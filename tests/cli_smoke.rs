//! Drive the `hrml` binary end to end inside a temporary working directory.
//!
//! Each test runs with its own cwd so the config file and the remembered
//! preferences never leak between tests.

use std::process::Command; // spawn

use assert_cmd::prelude::*; // assert helpers
use assert_fs::prelude::*; // fixture helpers
use predicates::prelude::*; // output predicates

mod util; // share fixture + report sample
use util::{CODE, make_share, write_result};

/// `hrml` with a clean environment rooted at `dir`.
fn hrml(dir: &std::path::Path) -> Command
{
    let mut cmd = Command::cargo_bin("hrml").expect("bin");
    cmd.current_dir(dir)
        .env_remove("RUST_LOG")
        .env_remove("HRMLINK_SHARE__ROOT")
        .env_remove("HRMLINK_REMOTE__HOST")
        .stdin(std::process::Stdio::null());
    cmd
}

/// Share + project manifest with one local image, paths relative to the
/// manifest.
fn fixture() -> assert_fs::TempDir
{
    let tmp = make_share();
    tmp.child("data/SampleA.tif")
        .write_binary(b"raw pixels")
        .expect("raw");
    tmp.child("project.json")
        .write_str(r#"{ "images": [ { "name": "SampleA.tif", "uri": "data/SampleA.tif" } ] }"#)
        .expect("manifest");
    tmp
}

#[test]
fn init_writes_config_and_refuses_second_time()
{
    let tmp = assert_fs::TempDir::new().expect("tempdir");

    hrml(tmp.path())
        .arg("init")
        .assert()
        .success()
        .stdout(predicate::str::contains("Created config file"));
    tmp.child("hrmlink.toml")
        .assert(predicate::str::contains("code_length = 13"));

    // Second run without --force must fail and keep the file
    hrml(tmp.path())
        .arg("init")
        .assert()
        .failure()
        .stderr(predicate::str::contains("--force"));
}

#[test]
fn send_then_retrieve_through_the_binary()
{
    let tmp = fixture();

    // Send the one image; root and user come from flags
    hrml(tmp.path())
        .args(["send", "--all", "--root", "share", "-u", "alice"])
        .assert()
        .success()
        .stdout(predicate::str::contains("1/1 sent, 0/1 skipped, 0/1 failed"));
    tmp.child("share/alice/Raw/Local/SampleA.tif")
        .assert(predicate::path::is_file());

    // Username was remembered; retrieve runs without -u
    tmp.child(".hrmlink/prefs.json")
        .assert(predicate::str::contains("alice"));
    write_result(&tmp, "local", "SampleA");

    hrml(tmp.path())
        .args(["retrieve", "--root", "share"])
        .assert()
        .success()
        .stdout(predicate::str::contains("1/1 retrieved, 0/1 failed"));

    tmp.child(format!("data/SampleA_Deconvolved{CODE}/SampleA_{CODE}_hrm.ids"))
        .assert(predicate::path::is_file());
    tmp.child("project.json")
        .assert(predicate::str::contains("\"SNR\": \"12.3\""));
}

#[test]
fn discover_lists_pending_results_and_unsupported_tags()
{
    let tmp = fixture();
    write_result(&tmp, "local", "SampleA");
    write_result(&tmp, "dropbox", "Other");

    hrml(tmp.path())
        .args(["discover", "--root", "share", "-u", "alice"])
        .assert()
        .success()
        .stdout(
            predicate::str::contains("SampleA")
                .and(predicate::str::contains(CODE))
                .and(predicate::str::contains("dropbox (unsupported)"))
                .and(predicate::str::contains("2 pending result(s)")),
        );
}

#[test]
fn send_unknown_name_is_rejected()
{
    let tmp = fixture();

    hrml(tmp.path())
        .args(["send", "Nope.tif", "--root", "share", "-u", "alice"])
        .assert()
        .failure()
        .stderr(predicate::str::contains("not in the project: Nope.tif"));
}

#[test]
fn missing_user_folder_aborts_without_creating_it()
{
    let tmp = fixture();

    hrml(tmp.path())
        .args(["send", "--all", "--root", "share", "-u", "bob"])
        .assert()
        .failure();
    tmp.child("share/bob")
        .assert(predicate::path::missing());
}

#[test]
fn completions_to_stdout()
{
    let tmp = assert_fs::TempDir::new().expect("tempdir");

    hrml(tmp.path())
        .args(["completions", "bash", "--stdout"])
        .assert()
        .success()
        .stdout(predicate::str::contains("hrml"));
}

#[test]
fn completions_written_to_out_dir()
{
    let tmp = assert_fs::TempDir::new().expect("tempdir");

    hrml(tmp.path())
        .args(["completions", "zsh", "--out-dir", "comp"])
        .assert()
        .success()
        .stderr(predicate::str::contains("_hrml"));
    tmp.child("comp/_hrml")
        .assert(predicate::str::contains("retrieve"));
}

#[test]
fn init_records_share_root()
{
    let tmp = fixture();

    hrml(tmp.path())
        .args(["init", "--root", "share"])
        .assert()
        .success();
    tmp.child("hrmlink.toml")
        .assert(predicate::str::contains("root = \"share\""));

    // Root now comes from the config file
    hrml(tmp.path())
        .args(["send", "--all", "-u", "alice"])
        .assert()
        .success();
    tmp.child("share/alice/Raw/Local/SampleA.tif")
        .assert(predicate::path::is_file());
}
____________________
Without changing a single character, repeat each record.

filename tests/cli_smoke.rs
//! Drive the `hrml` binary end to end inside a temporary working directory.
//!
//! Each test runs with its own cwd so the config file and the remembered
//! preferences never leak between tests.

use std::process::Command; // spawn

use assert_cmd::prelude::*; // assert helpers
use assert_fs::prelude::*; // fixture helpers
use predicates::prelude::*; // output predicates

mod util; // share fixture + report sample
use util::{CODE, make_share, write_result};

/// `hrml` with a clean environment rooted at `dir`.
fn hrml(dir: &std::path::Path) -> Command
{
    let mut cmd = Command::cargo_bin("hrml").expect("bin");
    cmd.current_dir(dir)
        .env_remove("RUST_LOG")
        .env_remove("HRMLINK_SHARE__ROOT")
        .env_remove("HRMLINK_REMOTE__HOST")
        .stdin(std::process::Stdio::null());
    cmd
}

/// Share + project manifest with one local image, paths relative to the
/// manifest.
fn fixture() -> assert_fs::TempDir
{
    let tmp = make_share();
    tmp.child("data/SampleA.tif")
        .write_binary(b"raw pixels")
        .expect("raw");
    tmp.child("project.json")
        .write_str(r#"{ "images": [ { "name": "SampleA.tif", "uri": "data/SampleA.tif" } ] }"#)
        .expect("manifest");
    tmp
}

#[test]
fn init_writes_config_and_refuses_second_time()
{
    let tmp = assert_fs::TempDir::new().expect("tempdir");

    hrml(tmp.path())
        .arg("init")
        .assert()
        .success()
        .stdout(predicate::str::contains("Created config file"));
    tmp.child("hrmlink.toml")
        .assert(predicate::str::contains("code_length = 13"));

    // Second run without --force must fail and keep the file
    hrml(tmp.path())
        .arg("init")
        .assert()
        .failure()
        .stderr(predicate::str::contains("--force"));
}

#[test]
fn send_then_retrieve_through_the_binary()
{
    let tmp = fixture();

    // Send the one image; root and user come from flags
    hrml(tmp.path())
        .args(["send", "--all", "--root", "share", "-u", "alice"])
        .assert()
        .success()
        .stdout(predicate::str::contains("1/1 sent, 0/1 skipped, 0/1 failed"));
    tmp.child("share/alice/Raw/Local/SampleA.tif")
        .assert(predicate::path::is_file());

    // Username was remembered; retrieve runs without -u
    tmp.child(".hrmlink/prefs.json")
        .assert(predicate::str::contains("alice"));
    write_result(&tmp, "local", "SampleA");

    hrml(tmp.path())
        .args(["retrieve", "--root", "share"])
        .assert()
        .success()
        .stdout(predicate::str::contains("1/1 retrieved, 0/1 failed"));

    tmp.child(format!("data/SampleA_Deconvolved{CODE}/SampleA_{CODE}_hrm.ids"))
        .assert(predicate::path::is_file());
    tmp.child("project.json")
        .assert(predicate::str::contains("\"SNR\": \"12.3\""));
}

#[test]
fn discover_lists_pending_results_and_unsupported_tags()
{
    let tmp = fixture();
    write_result(&tmp, "local", "SampleA");
    write_result(&tmp, "dropbox", "Other");

    hrml(tmp.path())
        .args(["discover", "--root", "share", "-u", "alice"])
        .assert()
        .success()
        .stdout(
            predicate::str::contains("SampleA")
                .and(predicate::str::contains(CODE))
                .and(predicate::str::contains("dropbox (unsupported)"))
                .and(predicate::str::contains("2 pending result(s)")),
        );
}

#[test]
fn send_unknown_name_is_rejected()
{
    let tmp = fixture();

    hrml(tmp.path())
        .args(["send", "Nope.tif", "--root", "share", "-u", "alice"])
        .assert()
        .failure()
        .stderr(predicate::str::contains("not in the project: Nope.tif"));
}

#[test]
fn missing_user_folder_aborts_without_creating_it()
{
    let tmp = fixture();

    hrml(tmp.path())
        .args(["send", "--all", "--root", "share", "-u", "bob"])
        .assert()
        .failure();
    tmp.child("share/bob")
        .assert(predicate::path::missing());
}

#[test]
fn completions_to_stdout()
{
    let tmp = assert_fs::TempDir::new().expect("tempdir");

    hrml(tmp.path())
        .args(["completions", "bash", "--stdout"])
        .assert()
        .success()
        .stdout(predicate::str::contains("hrml"));
}

#[test]
fn completions_written_to_out_dir()
{
    let tmp = assert_fs::TempDir::new().expect("tempdir");

    hrml(tmp.path())
        .args(["completions", "zsh", "--out-dir", "comp"])
        .assert()
        .success()
        .stderr(predicate::str::contains("_hrml"));
    tmp.child("comp/_hrml")
        .assert(predicate::str::contains("retrieve"));
}

#[test]
fn init_records_share_root()
{
    let tmp = fixture();

    hrml(tmp.path())
        .args(["init", "--root", "share"])
        .assert()
        .success();
    tmp.child("hrmlink.toml")
        .assert(predicate::str::contains("root = \"share\""));

    // Root now comes from the config file
    hrml(tmp.path())
        .args(["send", "--all", "-u", "alice"])
        .assert()
        .success();
    tmp.child("share/alice/Raw/Local/SampleA.tif")
        .assert(predicate::path::is_file());
}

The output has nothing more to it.